Go through the material and set down every line without alteration.

Supplied records:
* * * * * * * * *

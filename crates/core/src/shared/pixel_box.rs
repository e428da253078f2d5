/// An axis-aligned box in device pixel space.
///
/// Edges are stored as `(x1, y1)`–`(x2, y2)`. No range restriction applies;
/// an inverted box (x1 > x2) is representable and simply reports itself as
/// empty.
#[derive(Clone, Copy, Debug, Default, PartialEq)]
pub struct PixelBox {
    pub x1: f32,
    pub y1: f32,
    pub x2: f32,
    pub y2: f32,
}

impl PixelBox {
    pub const fn new(x1: f32, y1: f32, x2: f32, y2: f32) -> Self {
        Self { x1, y1, x2, y2 }
    }

    /// Box anchored at the origin with the given size.
    pub const fn from_size(width: f32, height: f32) -> Self {
        Self::new(0.0, 0.0, width, height)
    }

    pub fn width(&self) -> f32 {
        self.x2 - self.x1
    }

    pub fn height(&self) -> f32 {
        self.y2 - self.y1
    }

    /// True when the box covers no area (zero or negative extent on an axis).
    pub fn is_empty(&self) -> bool {
        !(self.width() > 0.0 && self.height() > 0.0)
    }

    /// Per-edge intersection: max of the near edges, min of the far edges.
    ///
    /// Disjoint boxes produce an inverted result rather than a clamped one,
    /// so callers can still tell how far apart the two were.
    pub fn intersect(&self, other: &PixelBox) -> PixelBox {
        PixelBox {
            x1: self.x1.max(other.x1),
            y1: self.y1.max(other.y1),
            x2: self.x2.min(other.x2),
            y2: self.y2.min(other.y2),
        }
    }

    pub fn contains(&self, other: &PixelBox) -> bool {
        other.x1 >= self.x1 && other.y1 >= self.y1 && other.x2 <= self.x2 && other.y2 <= self.y2
    }
}

#[cfg(test)]
mod tests {
    use super::*;
    use approx::assert_relative_eq;
    use rstest::rstest;

    #[test]
    fn test_size_accessors() {
        let b = PixelBox::new(10.0, 20.0, 110.0, 70.0);
        assert_relative_eq!(b.width(), 100.0);
        assert_relative_eq!(b.height(), 50.0);
    }

    #[test]
    fn test_from_size_is_anchored_at_origin() {
        let b = PixelBox::from_size(320.0, 240.0);
        assert_eq!(b, PixelBox::new(0.0, 0.0, 320.0, 240.0));
    }

    // ── Intersection ─────────────────────────────────────────────────

    #[test]
    fn test_intersect_partial_overlap() {
        // a: [0,0]-[100,100], b: [50,25]-[150,75]
        let a = PixelBox::new(0.0, 0.0, 100.0, 100.0);
        let b = PixelBox::new(50.0, 25.0, 150.0, 75.0);
        assert_eq!(a.intersect(&b), PixelBox::new(50.0, 25.0, 100.0, 75.0));
    }

    #[test]
    fn test_intersect_contained_returns_inner() {
        let outer = PixelBox::new(0.0, 0.0, 640.0, 480.0);
        let inner = PixelBox::new(10.0, 10.0, 50.0, 50.0);
        assert_eq!(outer.intersect(&inner), inner);
        assert_eq!(inner.intersect(&outer), inner);
    }

    #[test]
    fn test_intersect_disjoint_is_inverted_and_empty() {
        let a = PixelBox::new(0.0, 0.0, 320.0, 480.0);
        let b = PixelBox::new(600.0, 0.0, 640.0, 40.0);
        let i = a.intersect(&b);
        assert!(i.x1 > i.x2);
        assert!(i.is_empty());
    }

    // ── Emptiness ────────────────────────────────────────────────────

    #[rstest]
    #[case::zero_width(PixelBox::new(5.0, 0.0, 5.0, 10.0), true)]
    #[case::zero_height(PixelBox::new(0.0, 5.0, 10.0, 5.0), true)]
    #[case::inverted(PixelBox::new(10.0, 0.0, 0.0, 10.0), true)]
    #[case::nan(PixelBox::new(f32::NAN, 0.0, 10.0, 10.0), true)]
    #[case::regular(PixelBox::new(0.0, 0.0, 1.0, 1.0), false)]
    fn test_is_empty(#[case] b: PixelBox, #[case] expected: bool) {
        assert_eq!(b.is_empty(), expected);
    }

    #[test]
    fn test_contains_edges_inclusive() {
        let a = PixelBox::new(0.0, 0.0, 320.0, 240.0);
        assert!(a.contains(&a));
        assert!(a.contains(&PixelBox::new(80.0, 0.0, 240.0, 240.0)));
        assert!(!a.contains(&PixelBox::new(-1.0, 0.0, 240.0, 240.0)));
    }
}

* * * * * * * * *

Solution:
filename crates/core/src/shared/pixel_box.rs
repository e428da253078f2d5
/// An axis-aligned box in device pixel space.
///
/// Edges are stored as `(x1, y1)`–`(x2, y2)`. No range restriction applies;
/// an inverted box (x1 > x2) is representable and simply reports itself as
/// empty.
#[derive(Clone, Copy, Debug, Default, PartialEq)]
pub struct PixelBox {
    pub x1: f32,
    pub y1: f32,
    pub x2: f32,
    pub y2: f32,
}

impl PixelBox {
    pub const fn new(x1: f32, y1: f32, x2: f32, y2: f32) -> Self {
        Self { x1, y1, x2, y2 }
    }

    /// Box anchored at the origin with the given size.
    pub const fn from_size(width: f32, height: f32) -> Self {
        Self::new(0.0, 0.0, width, height)
    }

    pub fn width(&self) -> f32 {
        self.x2 - self.x1
    }

    pub fn height(&self) -> f32 {
        self.y2 - self.y1
    }

    /// True when the box covers no area (zero or negative extent on an axis).
    pub fn is_empty(&self) -> bool {
        !(self.width() > 0.0 && self.height() > 0.0)
    }

    /// Per-edge intersection: max of the near edges, min of the far edges.
    ///
    /// Disjoint boxes produce an inverted result rather than a clamped one,
    /// so callers can still tell how far apart the two were.
    pub fn intersect(&self, other: &PixelBox) -> PixelBox {
        PixelBox {
            x1: self.x1.max(other.x1),
            y1: self.y1.max(other.y1),
            x2: self.x2.min(other.x2),
            y2: self.y2.min(other.y2),
        }
    }

    pub fn contains(&self, other: &PixelBox) -> bool {
        other.x1 >= self.x1 && other.y1 >= self.y1 && other.x2 <= self.x2 && other.y2 <= self.y2
    }
}

#[cfg(test)]
mod tests {
    use super::*;
    use approx::assert_relative_eq;
    use rstest::rstest;

    #[test]
    fn test_size_accessors() {
        let b = PixelBox::new(10.0, 20.0, 110.0, 70.0);
        assert_relative_eq!(b.width(), 100.0);
        assert_relative_eq!(b.height(), 50.0);
    }

    #[test]
    fn test_from_size_is_anchored_at_origin() {
        let b = PixelBox::from_size(320.0, 240.0);
        assert_eq!(b, PixelBox::new(0.0, 0.0, 320.0, 240.0));
    }

    // ── Intersection ─────────────────────────────────────────────────

    #[test]
    fn test_intersect_partial_overlap() {
        // a: [0,0]-[100,100], b: [50,25]-[150,75]
        let a = PixelBox::new(0.0, 0.0, 100.0, 100.0);
        let b = PixelBox::new(50.0, 25.0, 150.0, 75.0);
        assert_eq!(a.intersect(&b), PixelBox::new(50.0, 25.0, 100.0, 75.0));
    }

    #[test]
    fn test_intersect_contained_returns_inner() {
        let outer = PixelBox::new(0.0, 0.0, 640.0, 480.0);
        let inner = PixelBox::new(10.0, 10.0, 50.0, 50.0);
        assert_eq!(outer.intersect(&inner), inner);
        assert_eq!(inner.intersect(&outer), inner);
    }

    #[test]
    fn test_intersect_disjoint_is_inverted_and_empty() {
        let a = PixelBox::new(0.0, 0.0, 320.0, 480.0);
        let b = PixelBox::new(600.0, 0.0, 640.0, 40.0);
        let i = a.intersect(&b);
        assert!(i.x1 > i.x2);
        assert!(i.is_empty());
    }

    // ── Emptiness ────────────────────────────────────────────────────

    #[rstest]
    #[case::zero_width(PixelBox::new(5.0, 0.0, 5.0, 10.0), true)]
    #[case::zero_height(PixelBox::new(0.0, 5.0, 10.0, 5.0), true)]
    #[case::inverted(PixelBox::new(10.0, 0.0, 0.0, 10.0), true)]
    #[case::nan(PixelBox::new(f32::NAN, 0.0, 10.0, 10.0), true)]
    #[case::regular(PixelBox::new(0.0, 0.0, 1.0, 1.0), false)]
    fn test_is_empty(#[case] b: PixelBox, #[case] expected: bool) {
        assert_eq!(b.is_empty(), expected);
    }

    #[test]
    fn test_contains_edges_inclusive() {
        let a = PixelBox::new(0.0, 0.0, 320.0, 240.0);
        assert!(a.contains(&a));
        assert!(a.contains(&PixelBox::new(80.0, 0.0, 240.0, 240.0)));
        assert!(!a.contains(&PixelBox::new(-1.0, 0.0, 240.0, 240.0)));
    }
}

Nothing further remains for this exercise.